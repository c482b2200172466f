// Copyright 2025 the Understory Authors
// SPDX-License-Identifier: Apache-2.0 OR MIT

//! Gesture interpretation: turn raw touch phases into press intents.
//!
//! ## Usage
//!
//! 1) Feed every [`TouchEvent`] for one element into [`GestureInterpreter::on_touch`],
//!    together with the element's current bounds in its parent's coordinates.
//! 2) React to the returned [`PressIntent`], if any.
//!
//! A `Down` captures the element bounds for the rest of the press. The first
//! `Move` that lands outside those bounds emits [`PressIntent::PointerLeftBounds`];
//! later moves are ignored until the next `Down`. `Up` and `Cancel` always end
//! the press.
//!
//! ## Minimal example
//!
//! ```
//! use kurbo::{Point, Rect};
//! use understory_press_scale::gesture::{GestureInterpreter, PressIntent, TouchEvent};
//!
//! let bounds = Rect::new(10.0, 10.0, 110.0, 60.0);
//! let mut gesture = GestureInterpreter::new();
//!
//! let down = TouchEvent::down(Point::new(5.0, 5.0));
//! assert_eq!(gesture.on_touch(&down, bounds, true), Some(PressIntent::PressStarted));
//!
//! // Element-local (150, 5) is (160, 15) in the parent: outside.
//! let away = TouchEvent::moved(Point::new(150.0, 5.0));
//! assert_eq!(gesture.on_touch(&away, bounds, true), Some(PressIntent::PointerLeftBounds));
//! assert_eq!(gesture.on_touch(&away, bounds, true), None);
//!
//! let up = TouchEvent::up(Point::new(150.0, 5.0));
//! assert_eq!(gesture.on_touch(&up, bounds, true), Some(PressIntent::PressEnded));
//! ```

use kurbo::{Point, Rect};

/// Phase of a single-pointer touch event.
#[derive(Copy, Clone, Debug, PartialEq, Eq, Hash)]
pub enum TouchPhase {
    /// The pointer went down on the element.
    Down,
    /// The pointer moved while down.
    Move,
    /// The pointer was lifted.
    Up,
    /// The platform aborted the gesture.
    Cancel,
}

/// A touch event delivered to one element.
#[derive(Copy, Clone, Debug, PartialEq)]
pub struct TouchEvent {
    /// Phase of the gesture.
    pub phase: TouchPhase,
    /// Pointer position relative to the element's top-left corner.
    pub position: Point,
}

impl TouchEvent {
    /// Creates an event with the given phase and element-local position.
    #[must_use]
    pub const fn new(phase: TouchPhase, position: Point) -> Self {
        Self { phase, position }
    }

    /// A [`TouchPhase::Down`] event.
    #[must_use]
    pub const fn down(position: Point) -> Self {
        Self::new(TouchPhase::Down, position)
    }

    /// A [`TouchPhase::Move`] event.
    #[must_use]
    pub const fn moved(position: Point) -> Self {
        Self::new(TouchPhase::Move, position)
    }

    /// A [`TouchPhase::Up`] event.
    #[must_use]
    pub const fn up(position: Point) -> Self {
        Self::new(TouchPhase::Up, position)
    }

    /// A [`TouchPhase::Cancel`] event.
    #[must_use]
    pub const fn cancel(position: Point) -> Self {
        Self::new(TouchPhase::Cancel, position)
    }
}

/// High-level intent derived from a touch event.
#[derive(Copy, Clone, Debug, PartialEq, Eq, Hash)]
pub enum PressIntent {
    /// A press began.
    PressStarted,
    /// The pointer left the bounds captured at press start.
    PointerLeftBounds,
    /// The press was lifted or cancelled.
    PressEnded,
}

/// Per-press state, reset at every `Down`.
#[derive(Copy, Clone, Debug, Default, PartialEq)]
pub struct GestureState {
    /// Element bounds (parent coordinates) captured at press start.
    pub bounds: Option<Rect>,
    /// Whether the pointer has left `bounds` during this press.
    pub has_left_bounds: bool,
}

/// Interprets the touch stream of one element.
#[derive(Clone, Debug, Default)]
pub struct GestureInterpreter {
    state: GestureState,
}

impl GestureInterpreter {
    /// Creates an interpreter with no press in progress.
    #[must_use]
    pub fn new() -> Self {
        Self::default()
    }

    /// Returns the state of the current (or last) press.
    #[must_use]
    pub fn state(&self) -> &GestureState {
        &self.state
    }

    /// Processes one event.
    ///
    /// `element_bounds` is the element's current rectangle in its parent's
    /// coordinate space. When `interactive` is `false` the event is ignored
    /// and no state changes.
    pub fn on_touch(
        &mut self,
        event: &TouchEvent,
        element_bounds: Rect,
        interactive: bool,
    ) -> Option<PressIntent> {
        if !interactive {
            return None;
        }
        match event.phase {
            TouchPhase::Down => {
                self.state = GestureState {
                    bounds: Some(element_bounds),
                    has_left_bounds: false,
                };
                Some(PressIntent::PressStarted)
            }
            TouchPhase::Move => {
                if self.state.has_left_bounds {
                    return None;
                }
                let captured = self.state.bounds?;
                let in_parent = event.position + element_bounds.origin().to_vec2();
                if captured.contains(in_parent) {
                    None
                } else {
                    self.state.has_left_bounds = true;
                    Some(PressIntent::PointerLeftBounds)
                }
            }
            TouchPhase::Up | TouchPhase::Cancel => Some(PressIntent::PressEnded),
        }
    }
}
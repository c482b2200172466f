// Copyright 2025 the Understory Authors
// SPDX-License-Identifier: Apache-2.0 OR MIT

//! Easing curves for press and release animations.

use core::f64::consts::PI;

#[cfg(not(feature = "std"))]
use kurbo::common::FloatFuncs as _;

/// A monotonic easing curve mapping normalized time to normalized progress.
///
/// Every variant satisfies `sample(0.0) == 0.0` and `sample(1.0) == 1.0`.
#[derive(Copy, Clone, Debug, Default)]
pub enum Interpolator {
    /// Constant rate of change.
    Linear,
    /// Starts and ends slowly, fastest through the middle (cosine curve).
    #[default]
    AccelerateDecelerate,
    /// Starts slowly and speeds up (`t²`).
    Accelerate,
    /// Starts quickly and slows down (`1 − (1 − t)²`).
    Decelerate,
    /// A caller-supplied curve.
    ///
    /// The function should be monotonic on `[0, 1]`; its endpoints are pinned
    /// to `0` and `1` regardless of what it returns there.
    Custom(fn(f64) -> f64),
}

impl Interpolator {
    /// Maps `t` (clamped into `[0, 1]`) to eased progress.
    #[must_use]
    pub fn sample(self, t: f64) -> f64 {
        if t.is_nan() || t <= 0.0 {
            return 0.0;
        }
        if t >= 1.0 {
            return 1.0;
        }
        match self {
            Self::Linear => t,
            Self::AccelerateDecelerate => ((t + 1.0) * PI).cos() / 2.0 + 0.5,
            Self::Accelerate => t * t,
            Self::Decelerate => 1.0 - (1.0 - t) * (1.0 - t),
            Self::Custom(curve) => curve(t),
        }
    }
}

impl PartialEq for Interpolator {
    fn eq(&self, other: &Self) -> bool {
        match (self, other) {
            (Self::Custom(a), Self::Custom(b)) => core::ptr::fn_addr_eq(*a, *b),
            _ => core::mem::discriminant(self) == core::mem::discriminant(other),
        }
    }
}

#[cfg(test)]
mod tests {
    use super::*;

    const ALL: [Interpolator; 4] = [
        Interpolator::Linear,
        Interpolator::AccelerateDecelerate,
        Interpolator::Accelerate,
        Interpolator::Decelerate,
    ];

    fn approx(a: f64, b: f64) -> bool {
        (a - b).abs() < 1e-9
    }

    #[test]
    fn endpoints_are_pinned() {
        for curve in ALL {
            assert_eq!(curve.sample(0.0), 0.0, "{curve:?} at 0");
            assert_eq!(curve.sample(1.0), 1.0, "{curve:?} at 1");
        }
        let wild = Interpolator::Custom(|t| t * 3.0 - 1.0);
        assert_eq!(wild.sample(0.0), 0.0);
        assert_eq!(wild.sample(1.0), 1.0);
    }

    #[test]
    fn input_is_clamped() {
        for curve in ALL {
            assert_eq!(curve.sample(-2.0), 0.0, "{curve:?} below range");
            assert_eq!(curve.sample(7.5), 1.0, "{curve:?} above range");
            assert_eq!(curve.sample(f64::NAN), 0.0, "{curve:?} NaN");
        }
    }

    #[test]
    fn curves_are_monotonic() {
        for curve in ALL {
            let mut previous = 0.0;
            for step in 1..=100 {
                let value = curve.sample(f64::from(step) / 100.0);
                assert!(value >= previous, "{curve:?} decreased at step {step}");
                previous = value;
            }
        }
    }

    #[test]
    fn known_midpoints() {
        assert!(approx(Interpolator::Linear.sample(0.25), 0.25));
        assert!(approx(Interpolator::AccelerateDecelerate.sample(0.5), 0.5));
        assert!(approx(Interpolator::Accelerate.sample(0.5), 0.25));
        assert!(approx(Interpolator::Decelerate.sample(0.5), 0.75));
    }

    #[test]
    fn custom_curves_compare_by_function() {
        fn square(t: f64) -> f64 {
            t * t
        }
        assert_eq!(Interpolator::Custom(square), Interpolator::Custom(square));
        assert_ne!(Interpolator::Custom(square), Interpolator::Linear);
        assert_eq!(Interpolator::Linear, Interpolator::Linear);
        assert_ne!(Interpolator::Accelerate, Interpolator::Decelerate);
    }
}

####################

◆ **Task**: Check the listing for the word "with". Show each line that has it.

◆ **Output for this exercise**:
//!    together with the element's current bounds in its parent's coordinates.
    /// Creates an event with the given phase and element-local position.
    /// Creates an interpreter with no press in progress.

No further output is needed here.